(Stored items from a collection)
⁂

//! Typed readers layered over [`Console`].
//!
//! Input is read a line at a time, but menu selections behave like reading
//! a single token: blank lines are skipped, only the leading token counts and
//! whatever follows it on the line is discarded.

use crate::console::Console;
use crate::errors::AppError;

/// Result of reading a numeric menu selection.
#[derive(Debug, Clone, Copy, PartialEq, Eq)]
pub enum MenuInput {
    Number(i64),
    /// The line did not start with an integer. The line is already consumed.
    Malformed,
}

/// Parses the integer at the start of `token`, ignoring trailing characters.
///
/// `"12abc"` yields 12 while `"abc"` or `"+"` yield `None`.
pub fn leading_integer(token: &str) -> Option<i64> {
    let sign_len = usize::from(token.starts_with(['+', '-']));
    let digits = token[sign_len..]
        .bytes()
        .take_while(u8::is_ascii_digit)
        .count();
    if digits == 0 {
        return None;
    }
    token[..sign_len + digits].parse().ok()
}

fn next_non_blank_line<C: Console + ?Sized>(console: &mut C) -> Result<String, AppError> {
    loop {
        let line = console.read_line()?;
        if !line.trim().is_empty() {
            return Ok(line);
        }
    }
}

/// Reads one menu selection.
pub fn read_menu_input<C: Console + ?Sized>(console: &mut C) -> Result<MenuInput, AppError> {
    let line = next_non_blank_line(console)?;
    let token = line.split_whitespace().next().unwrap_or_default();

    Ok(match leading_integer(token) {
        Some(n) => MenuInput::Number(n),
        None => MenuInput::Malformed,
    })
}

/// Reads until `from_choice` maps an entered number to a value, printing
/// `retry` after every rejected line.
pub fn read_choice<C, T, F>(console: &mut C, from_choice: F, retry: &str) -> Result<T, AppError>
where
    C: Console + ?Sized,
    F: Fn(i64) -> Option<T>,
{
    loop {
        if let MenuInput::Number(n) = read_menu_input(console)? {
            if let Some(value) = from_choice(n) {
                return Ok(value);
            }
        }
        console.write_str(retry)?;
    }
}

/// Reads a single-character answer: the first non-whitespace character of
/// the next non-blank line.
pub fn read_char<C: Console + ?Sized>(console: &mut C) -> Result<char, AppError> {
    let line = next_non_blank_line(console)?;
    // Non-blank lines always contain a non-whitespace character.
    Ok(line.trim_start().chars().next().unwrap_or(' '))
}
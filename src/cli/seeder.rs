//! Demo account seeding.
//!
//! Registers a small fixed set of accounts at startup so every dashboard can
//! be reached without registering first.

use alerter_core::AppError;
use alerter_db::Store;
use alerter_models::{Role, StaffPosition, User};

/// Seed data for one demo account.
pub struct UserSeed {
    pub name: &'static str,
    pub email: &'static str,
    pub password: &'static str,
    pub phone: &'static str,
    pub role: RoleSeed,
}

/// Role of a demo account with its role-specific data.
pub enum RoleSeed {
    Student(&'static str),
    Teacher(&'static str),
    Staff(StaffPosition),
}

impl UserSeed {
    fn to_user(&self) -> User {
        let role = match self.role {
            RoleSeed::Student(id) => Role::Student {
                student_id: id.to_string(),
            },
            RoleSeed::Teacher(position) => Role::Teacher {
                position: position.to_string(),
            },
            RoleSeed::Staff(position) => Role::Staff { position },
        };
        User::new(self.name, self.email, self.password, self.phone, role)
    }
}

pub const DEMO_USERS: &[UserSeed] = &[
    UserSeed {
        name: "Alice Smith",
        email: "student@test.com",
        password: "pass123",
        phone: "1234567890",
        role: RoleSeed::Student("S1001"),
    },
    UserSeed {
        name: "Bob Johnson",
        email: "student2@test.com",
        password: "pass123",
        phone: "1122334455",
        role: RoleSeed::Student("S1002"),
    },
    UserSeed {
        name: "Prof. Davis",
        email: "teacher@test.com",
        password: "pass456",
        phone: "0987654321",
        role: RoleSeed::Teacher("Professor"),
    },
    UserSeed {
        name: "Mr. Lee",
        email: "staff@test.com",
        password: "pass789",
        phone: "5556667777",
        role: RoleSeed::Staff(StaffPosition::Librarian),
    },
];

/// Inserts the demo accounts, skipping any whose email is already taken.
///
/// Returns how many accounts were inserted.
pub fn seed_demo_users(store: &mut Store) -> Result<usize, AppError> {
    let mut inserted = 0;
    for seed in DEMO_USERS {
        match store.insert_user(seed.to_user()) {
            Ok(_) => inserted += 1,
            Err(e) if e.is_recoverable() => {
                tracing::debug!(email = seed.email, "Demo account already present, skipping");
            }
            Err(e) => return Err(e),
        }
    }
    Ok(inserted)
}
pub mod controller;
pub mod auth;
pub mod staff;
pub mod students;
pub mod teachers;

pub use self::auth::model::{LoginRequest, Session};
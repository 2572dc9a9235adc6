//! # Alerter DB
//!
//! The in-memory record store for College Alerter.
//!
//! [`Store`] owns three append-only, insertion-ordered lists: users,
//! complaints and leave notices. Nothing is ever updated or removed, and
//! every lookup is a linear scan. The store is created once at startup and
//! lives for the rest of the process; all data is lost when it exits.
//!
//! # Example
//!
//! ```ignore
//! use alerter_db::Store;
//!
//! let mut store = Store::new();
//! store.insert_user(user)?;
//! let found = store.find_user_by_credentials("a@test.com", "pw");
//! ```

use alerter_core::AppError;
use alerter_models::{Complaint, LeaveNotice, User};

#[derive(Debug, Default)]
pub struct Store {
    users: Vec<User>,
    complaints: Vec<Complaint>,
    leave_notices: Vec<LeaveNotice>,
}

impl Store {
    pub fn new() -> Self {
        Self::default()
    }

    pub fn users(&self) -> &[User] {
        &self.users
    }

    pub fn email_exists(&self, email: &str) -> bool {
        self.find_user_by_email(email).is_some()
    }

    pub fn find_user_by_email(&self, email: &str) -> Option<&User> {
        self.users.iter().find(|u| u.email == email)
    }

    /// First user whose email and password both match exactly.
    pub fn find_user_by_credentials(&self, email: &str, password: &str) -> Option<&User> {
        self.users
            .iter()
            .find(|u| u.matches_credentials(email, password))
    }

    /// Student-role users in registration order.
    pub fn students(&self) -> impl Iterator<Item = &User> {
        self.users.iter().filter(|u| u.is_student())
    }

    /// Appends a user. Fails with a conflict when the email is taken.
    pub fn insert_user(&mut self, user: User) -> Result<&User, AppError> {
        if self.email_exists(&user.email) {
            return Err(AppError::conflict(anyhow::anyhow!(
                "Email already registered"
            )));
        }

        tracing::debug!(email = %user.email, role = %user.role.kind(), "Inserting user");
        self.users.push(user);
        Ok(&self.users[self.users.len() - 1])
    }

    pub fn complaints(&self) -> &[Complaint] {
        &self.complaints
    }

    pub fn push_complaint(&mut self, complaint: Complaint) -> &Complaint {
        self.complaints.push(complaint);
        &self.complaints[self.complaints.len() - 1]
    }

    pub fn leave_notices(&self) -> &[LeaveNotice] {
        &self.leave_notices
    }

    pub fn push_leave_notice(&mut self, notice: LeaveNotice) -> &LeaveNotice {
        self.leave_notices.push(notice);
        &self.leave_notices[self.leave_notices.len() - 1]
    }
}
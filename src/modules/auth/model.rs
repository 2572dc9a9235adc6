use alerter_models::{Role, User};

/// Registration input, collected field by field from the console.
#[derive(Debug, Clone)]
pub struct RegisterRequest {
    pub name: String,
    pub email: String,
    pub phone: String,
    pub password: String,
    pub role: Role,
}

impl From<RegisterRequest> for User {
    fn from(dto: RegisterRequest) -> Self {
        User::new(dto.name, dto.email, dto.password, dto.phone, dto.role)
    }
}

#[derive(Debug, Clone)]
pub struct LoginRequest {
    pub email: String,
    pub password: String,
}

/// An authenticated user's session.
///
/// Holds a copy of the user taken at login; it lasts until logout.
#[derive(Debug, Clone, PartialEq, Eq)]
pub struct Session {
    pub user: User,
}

⁂

● Exercise details:
What lines above hold the word "already"? List them all.

● Your response:
    /// The line did not start with an integer. The line is already consumed.
/// Inserts the demo accounts, skipping any whose email is already taken.
                tracing::debug!(email = seed.email, "Demo account already present, skipping");
                "Email already registered"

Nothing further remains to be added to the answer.